[Records from a dataset]
************

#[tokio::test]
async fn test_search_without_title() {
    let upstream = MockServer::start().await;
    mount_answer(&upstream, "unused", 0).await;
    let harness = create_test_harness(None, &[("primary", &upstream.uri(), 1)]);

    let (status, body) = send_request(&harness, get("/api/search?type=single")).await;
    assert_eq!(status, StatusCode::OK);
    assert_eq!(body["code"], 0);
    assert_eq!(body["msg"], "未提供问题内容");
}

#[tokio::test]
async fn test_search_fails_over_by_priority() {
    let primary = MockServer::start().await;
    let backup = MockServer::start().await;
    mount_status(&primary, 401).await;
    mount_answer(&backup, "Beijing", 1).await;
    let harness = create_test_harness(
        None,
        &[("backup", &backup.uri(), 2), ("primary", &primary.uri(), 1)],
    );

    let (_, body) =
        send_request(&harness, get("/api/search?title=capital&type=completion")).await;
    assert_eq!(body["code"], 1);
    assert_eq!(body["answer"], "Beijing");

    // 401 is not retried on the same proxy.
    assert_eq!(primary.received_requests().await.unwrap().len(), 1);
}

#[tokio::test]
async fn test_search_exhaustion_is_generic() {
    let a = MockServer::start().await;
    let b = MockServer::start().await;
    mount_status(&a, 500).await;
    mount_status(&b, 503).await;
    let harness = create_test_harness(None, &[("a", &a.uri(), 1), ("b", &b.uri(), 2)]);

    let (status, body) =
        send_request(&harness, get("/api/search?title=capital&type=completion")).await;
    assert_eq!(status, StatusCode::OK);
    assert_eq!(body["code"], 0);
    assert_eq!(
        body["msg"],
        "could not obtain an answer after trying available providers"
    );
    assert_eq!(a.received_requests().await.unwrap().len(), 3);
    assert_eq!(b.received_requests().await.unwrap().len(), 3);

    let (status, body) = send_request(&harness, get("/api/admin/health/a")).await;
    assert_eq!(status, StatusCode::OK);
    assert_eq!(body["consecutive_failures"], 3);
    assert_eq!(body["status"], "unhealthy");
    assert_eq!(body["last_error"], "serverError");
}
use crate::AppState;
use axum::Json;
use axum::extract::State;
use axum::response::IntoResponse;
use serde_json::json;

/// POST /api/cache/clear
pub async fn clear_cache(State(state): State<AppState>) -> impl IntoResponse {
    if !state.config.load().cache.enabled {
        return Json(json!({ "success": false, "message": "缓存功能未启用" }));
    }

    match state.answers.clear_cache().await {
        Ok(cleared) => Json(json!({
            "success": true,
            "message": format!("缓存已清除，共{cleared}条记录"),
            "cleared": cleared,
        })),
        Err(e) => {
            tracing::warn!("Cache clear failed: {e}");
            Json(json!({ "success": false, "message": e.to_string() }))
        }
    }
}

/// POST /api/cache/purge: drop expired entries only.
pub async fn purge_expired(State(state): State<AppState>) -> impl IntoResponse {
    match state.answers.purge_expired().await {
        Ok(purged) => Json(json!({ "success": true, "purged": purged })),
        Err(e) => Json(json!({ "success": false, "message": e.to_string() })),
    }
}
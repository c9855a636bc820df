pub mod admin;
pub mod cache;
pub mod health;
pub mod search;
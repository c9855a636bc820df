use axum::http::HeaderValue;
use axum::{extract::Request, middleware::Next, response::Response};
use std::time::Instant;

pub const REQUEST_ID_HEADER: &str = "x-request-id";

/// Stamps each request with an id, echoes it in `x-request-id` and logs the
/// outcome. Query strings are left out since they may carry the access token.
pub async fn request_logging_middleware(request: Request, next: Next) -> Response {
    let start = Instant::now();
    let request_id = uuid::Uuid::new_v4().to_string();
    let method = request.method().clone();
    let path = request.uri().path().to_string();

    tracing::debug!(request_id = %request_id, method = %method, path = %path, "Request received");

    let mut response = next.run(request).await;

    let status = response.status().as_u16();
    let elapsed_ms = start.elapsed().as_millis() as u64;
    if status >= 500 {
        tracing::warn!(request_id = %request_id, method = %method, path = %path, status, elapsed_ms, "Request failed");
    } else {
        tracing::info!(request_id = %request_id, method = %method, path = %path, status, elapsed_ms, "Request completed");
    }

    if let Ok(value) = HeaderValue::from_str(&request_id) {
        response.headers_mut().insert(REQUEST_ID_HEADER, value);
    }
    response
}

************

■ **WORK TASK**: The answer must be a single number: the count of lines above that contain "unwrap".

■ **RESULT OF THE TASK**: 3